X = df.drop(columns=[target_column])
y = df[target_column]

X_encoded = X.copy()
encoders = {}
for col in categorical_features:
    le = LabelEncoder()
    X_encoded[col] = le.fit_transform(X[col])
    encoders[col] = le

class_counts = Counter(y)
print("原始类别分布：", class_counts)
max_count = max(class_counts.values())
target_count = int(max_count * sampling_ratio)
sampling_strategy = {cls: target_count for cls, count in class_counts.items() if count < target_count}
print("生成的 sampling_strategy:", sampling_strategy)

cat_feature_indices = [X.columns.get_loc(col) for col in categorical_features]
smote_nc = SMOTENC(categorical_features=cat_feature_indices, 
                   sampling_strategy=sampling_strategy, 
                   k_neighbors=3,
                   random_state=42,
                   n_jobs=-1)
X_resampled, y_resampled = smote_nc.fit_resample(X_encoded, y)

df_orig = pd.DataFrame({'Class': y, 'Dataset': 'Original'})
df_resampled = pd.DataFrame({'Class': y_resampled, 'Dataset': 'Resampled'})
df_all = pd.concat([df_orig, df_resampled], ignore_index=True)
df_all['Class'] = df_all['Class'].astype(str)
desired_order = ['FractureLoss', 'FaultLoss', 'CavityFractureLoss', 'PermeabilityLoss']
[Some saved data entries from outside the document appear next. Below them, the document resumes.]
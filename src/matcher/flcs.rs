//! The "lazy matrix march" best-path search (§4.5).

use std::cmp::Ordering;
use std::collections::{BinaryHeap, HashMap};

/// Default branch-pruning threshold, matching [`crate::config::DEFAULT_BRANCH_THRESHOLD`]. Kept
/// as a free function parameter rather than hardcoded so callers can thread the device's
/// configured value through.
pub const DEFAULT_BRANCH_THRESHOLD: f32 = crate::config::DEFAULT_BRANCH_THRESHOLD;

/// One correspondence the march found between an element of the left sequence and one of the
/// right sequence.
#[derive(Debug, Clone, Copy, PartialEq)]
pub struct MatchPair {
    pub left: usize,
    pub right: usize,
    pub score: f32,
}

/// The result of a full march: the best total score found, and the diagonal (matched-element)
/// steps making up the best path, in order.
#[derive(Debug, Clone, Default)]
pub struct MatchResult {
    pub total_score: f32,
    pub pairs: Vec<MatchPair>,
}

#[derive(Debug, Clone, Copy)]
struct Candidate {
    i: usize,
    j: usize,
    score: f32,
}

impl Candidate {
    fn max_possible(&self, n: usize, m: usize) -> f32 {
        self.score + (n - self.i).min(m - self.j) as f32
    }
}

/// Heap entries order by `(maxPossibleScore, score)` descending, so `BinaryHeap` (a max-heap)
/// pops the most promising candidate first (§4.5). Comparisons assume finite match values
/// (always in `[0, 1]` per element), so `partial_cmp` never returns `None` in practice.
struct HeapEntry {
    candidate: Candidate,
    max_possible: f32,
}

impl PartialEq for HeapEntry {
    fn eq(&self, other: &Self) -> bool {
        self.max_possible == other.max_possible && self.candidate.score == other.candidate.score
    }
}
impl Eq for HeapEntry {}
impl PartialOrd for HeapEntry {
    fn partial_cmp(&self, other: &Self) -> Option<Ordering> {
        Some(self.cmp(other))
    }
}
impl Ord for HeapEntry {
    fn cmp(&self, other: &Self) -> Ordering {
        self.max_possible
            .partial_cmp(&other.max_possible)
            .unwrap_or(Ordering::Equal)
            .then(self.candidate.score.partial_cmp(&other.candidate.score).unwrap_or(Ordering::Equal))
    }
}

/// Run the lazy matrix march over a left sequence of length `n` and right sequence of length
/// `m`, evaluating pairwise similarity via `eval(i, j) -> [0, 1]`.
///
/// `branch_threshold`: at a cell whose diagonal eval is below this, both non-diagonal
/// successors are explored in addition to the diagonal one (§4.5). Lower values explore more of
/// the matrix (more thorough, slower); the default mirrors
/// [`crate::config::DEFAULT_BRANCH_THRESHOLD`].
pub fn lazy_matrix_march(n: usize, m: usize, branch_threshold: f32, eval: impl Fn(usize, usize) -> f32) -> MatchResult {
    if n == 0 || m == 0 {
        return MatchResult::default();
    }

    let mut heap = BinaryHeap::new();
    let mut best_for_cell: HashMap<(usize, usize), f32> = HashMap::new();
    let mut parent: HashMap<(usize, usize), (usize, usize)> = HashMap::new();
    let mut eval_cache: HashMap<(usize, usize), f32> = HashMap::new();
    let mut best_match = f32::MIN;
    let mut best_terminal: Option<(usize, usize)> = None;

    let push = |heap: &mut BinaryHeap<HeapEntry>,
                best_for_cell: &mut HashMap<(usize, usize), f32>,
                parent: &mut HashMap<(usize, usize), (usize, usize)>,
                from: (usize, usize),
                to: (usize, usize),
                score: f32| {
        let improves = match best_for_cell.get(&to) {
            Some(&existing) => score > existing,
            None => true,
        };
        if improves {
            best_for_cell.insert(to, score);
            parent.insert(to, from);
            let candidate = Candidate { i: to.0, j: to.1, score };
            heap.push(HeapEntry {
                max_possible: candidate.max_possible(n, m),
                candidate,
            });
        }
    };

    best_for_cell.insert((0, 0), 0.0);
    heap.push(HeapEntry {
        max_possible: Candidate { i: 0, j: 0, score: 0.0 }.max_possible(n, m),
        candidate: Candidate { i: 0, j: 0, score: 0.0 },
    });

    while let Some(entry) = heap.pop() {
        if entry.max_possible < best_match {
            continue;
        }
        let cand = entry.candidate;
        // Lazy deletion: this entry is stale if a better score for the same cell was pushed
        // after it.
        if best_for_cell.get(&(cand.i, cand.j)).copied().unwrap_or(f32::MIN) > cand.score {
            continue;
        }

        if cand.i == n || cand.j == m {
            if cand.score > best_match {
                best_match = cand.score;
                best_terminal = Some((cand.i, cand.j));
            }
            continue;
        }

        let eval_score = *eval_cache.entry((cand.i, cand.j)).or_insert_with(|| eval(cand.i, cand.j));
        push(&mut heap, &mut best_for_cell, &mut parent, (cand.i, cand.j), (cand.i + 1, cand.j + 1), cand.score + eval_score);
        if eval_score < branch_threshold {
            push(&mut heap, &mut best_for_cell, &mut parent, (cand.i, cand.j), (cand.i + 1, cand.j), cand.score);
            push(&mut heap, &mut best_for_cell, &mut parent, (cand.i, cand.j), (cand.i, cand.j + 1), cand.score);
        }
    }

    let Some(mut cursor) = best_terminal else {
        return MatchResult::default();
    };
    let mut pairs = Vec::new();
    while let Some(&from) = parent.get(&cursor) {
        if cursor.0 == from.0 + 1 && cursor.1 == from.1 + 1 {
            // Diagonal step: element `from.0` of the left sequence was matched against
            // `from.1` of the right, contributing whatever the diagonal eval added.
            let contributed = best_for_cell[&cursor] - best_for_cell[&from];
            pairs.push(MatchPair {
                left: from.0,
                right: from.1,
                score: contributed,
            });
        }
        cursor = from;
        if cursor == (0, 0) {
            break;
        }
    }
    pairs.reverse();

    MatchResult {
        total_score: best_match.max(0.0),
        pairs,
    }
}

#[cfg(test)]
mod tests {
    use super::*;

    #[test]
    fn empty_sequence_yields_no_match() {
        let result = lazy_matrix_march(0, 5, 0.95, |_, _| 1.0);
        assert_eq!(result.total_score, 0.0);
        assert!(result.pairs.is_empty());
    }

    #[test]
    fn identical_sequences_match_perfectly() {
        let seq = [1, 2, 3, 4];
        let result = lazy_matrix_march(seq.len(), seq.len(), 0.95, |i, j| if seq[i] == seq[j] { 1.0 } else { 0.0 });
        assert_eq!(result.total_score, 4.0);
        assert_eq!(result.pairs.len(), 4);
        for (k, pair) in result.pairs.iter().enumerate() {
            assert_eq!(pair.left, k);
            assert_eq!(pair.right, k);
        }
    }

    #[test]
    fn completely_dissimilar_sequences_score_zero() {
        let result = lazy_matrix_march(3, 3, 0.95, |_, _| 0.0);
        assert_eq!(result.total_score, 0.0);
    }

    #[test]
    fn inserted_element_is_skipped_with_near_perfect_score() {
        // left:  [A, B, C]
        // right: [A, X, B, C]
        let left = ["A", "B", "C"];
        let right = ["A", "X", "B", "C"];
        let result = lazy_matrix_march(left.len(), right.len(), 0.95, |i, j| if left[i] == right[j] { 1.0 } else { 0.0 });
        assert_eq!(result.total_score, 3.0);
        assert_eq!(result.pairs.len(), 3);
    }
}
plt.figure(figsize=(13, 8))
ax = sns.countplot(data=df_all, x='Class', hue='Dataset',order=desired_order, edgecolor='black')
plt.title('Class Distribution Comparison: Original vs Resampled')
plt.xlabel('Class')
plt.ylabel('Count')
plt.xticks(rotation=10,fontsize=18)
plt.yticks(fontsize=18)
plt.tight_layout()
ax.legend(loc='upper right',title='Dataset')
for patch in ax.patches:
    height = patch.get_height()
    if height>0:
        ax.text(patch.get_x() + patch.get_width() / 2, height + 1, int(height), ha='center', va='bottom')
for spine in ax.spines.values():
    spine.set_linewidth(2)
    spine.set_edgecolor('black')
plt.savefig('E:/jupyter/lost_circulation/records/paper-bhyt/leakage_type/thesis/En/picture/smotenc/comparison_losstype.png',dpi=350,bbox_inches='tight')
plt.show()

if not isinstance(X_resampled, pd.DataFrame):
    X_resampled = pd.DataFrame(X_resampled, columns=X.columns)
    
numeric_cols = X.select_dtypes(include=['int64', 'float64']).columns
for col in numeric_cols:
    #plt.figure(figsize=(12, 6))
    fig, ax = plt.subplots(figsize=(12, 6))
    sns.kdeplot(data=X[col], label='Original', fill=True, alpha=0.4, linewidth=2,ax=ax)
    sns.kdeplot(data=X_resampled[col], label='Resampled', fill=True, alpha=0.4, linewidth=2,ax=ax)
    plt.title(f'Distribution Comparison: {col}')
    plt.xlabel(col)
    plt.ylabel('Density')
    plt.legend()
    plt.grid(True)
    plt.tight_layout()
    for spine in ax.spines.values():
        spine.set_linewidth(2)
        spine.set_edgecolor('black')
    filename = f"{save_dir}kde_{col}.png"
    plt.savefig(filename, dpi=350,bbox_inches='tight')
    plt.show()

def plot_categorical_comparison_english(column_name, df_orig, df_resampled, mapping_dict):
    df_orig_ = df_orig[[column_name]].copy()
    df_orig_['Source'] = 'Original'
    df_res_ = df_resampled[[column_name]].copy()
    df_res_['Source'] = 'Resampled'
    df_all = pd.concat([df_orig_, df_res_], axis=0)
    df_all['EnglishLabel'] = df_all[column_name].map(mapping_dict)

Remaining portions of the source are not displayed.